++++ SUPPLIED INFORMATION

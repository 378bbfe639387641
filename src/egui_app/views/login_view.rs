use eframe::egui;

use crate::egui_app::controllers::{Event, LoginEvent};
use crate::egui_app::state::AppState;
use crate::egui_app::theme::colors;

pub fn render(ui: &mut egui::Ui, state: &mut AppState) {
    if state.controllers.login.is_logged_in() {
        render_logged_in(ui, state);
        return;
    }

    let login = &state.controllers.login;
    let mut events = Vec::new();
    let mut username = login.username.clone();
    let mut password = login.password.clone();

    ui.vertical_centered(|ui| {
        ui.add_space(40.0);
        ui.label(egui::RichText::new("Welcome").size(28.0).color(colors::TEXT_LIGHT));
        ui.colored_label(colors::TEXT_SECONDARY, "Log in, or create an account with the same details");
        ui.add_space(20.0);

        if login.invalid_credentials() {
            ui.label(egui::RichText::new("Invalid credentials").color(colors::ERROR));
            ui.add_space(10.0);
        }

        egui::Grid::new("login_form")
            .num_columns(2)
            .spacing([12.0, 8.0])
            .show(ui, |ui| {
                ui.colored_label(colors::TEXT_SECONDARY, "Email:");
                if ui
                    .add_sized([280.0, 28.0], egui::TextEdit::singleline(&mut username))
                    .changed()
                {
                    events.push(Event::Login(LoginEvent::UsernameChanged(username.clone())));
                }
                ui.end_row();

                ui.colored_label(colors::TEXT_SECONDARY, "Password:");
                if ui
                    .add_sized(
                        [280.0, 28.0],
                        egui::TextEdit::singleline(&mut password).password(true),
                    )
                    .changed()
                {
                    events.push(Event::Login(LoginEvent::PasswordChanged(password.clone())));
                }
                ui.end_row();
            });

        ui.add_space(20.0);

        ui.add_enabled_ui(!login.is_busy(), |ui| {
            ui.horizontal(|ui| {
                let login_btn = egui::Button::new(egui::RichText::new("Login").color(colors::TEXT_LIGHT))
                    .min_size(egui::vec2(120.0, 32.0))
                    .fill(colors::ACCENT);
                if ui.add(login_btn).clicked() {
                    events.push(Event::Login(LoginEvent::LoginRequested));
                }

                ui.add_space(10.0);

                let signup_btn = egui::Button::new(egui::RichText::new("Sign up").color(colors::TEXT_SECONDARY))
                    .min_size(egui::vec2(120.0, 32.0));
                if ui.add(signup_btn).clicked() {
                    events.push(Event::Login(LoginEvent::SignupRequested));
                }
            });
        });

        if login.is_busy() {
            ui.add_space(15.0);
            ui.horizontal(|ui| {
                ui.label(egui::RichText::new("Loading...").color(colors::TEXT_LIGHT));
                ui.spinner();
            });
        }
    });

    super::flush(state, events);
}

fn render_logged_in(ui: &mut egui::Ui, state: &mut AppState) {
    let email = state
        .controllers
        .login
        .user
        .as_ref()
        .map(|u| u.email.clone())
        .or_else(|| state.user_email().map(str::to_string));

    let mut logout = false;
    ui.vertical_centered(|ui| {
        ui.add_space(40.0);
        match email {
            Some(email) => ui.label(
                egui::RichText::new(format!("You are logged in as {}", email))
                    .size(20.0)
                    .color(colors::SUCCESS),
            ),
            None => ui.label(egui::RichText::new("You are logged in").size(20.0).color(colors::SUCCESS)),
        };
        ui.add_space(16.0);
        if ui
            .add(egui::Button::new("Logout").min_size(egui::vec2(120.0, 32.0)).fill(colors::ACCENT))
            .clicked()
        {
            logout = true;
        }
    });

    if logout {
        state.logout();
    }
}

++++++++

PROBLEM TO WORK ON>
Wherever "clicked" appears in the listing, report the line it is on.

REPLY TO THE EXERCISE>
                if ui.add(login_btn).clicked() {
                if ui.add(signup_btn).clicked() {
            .clicked()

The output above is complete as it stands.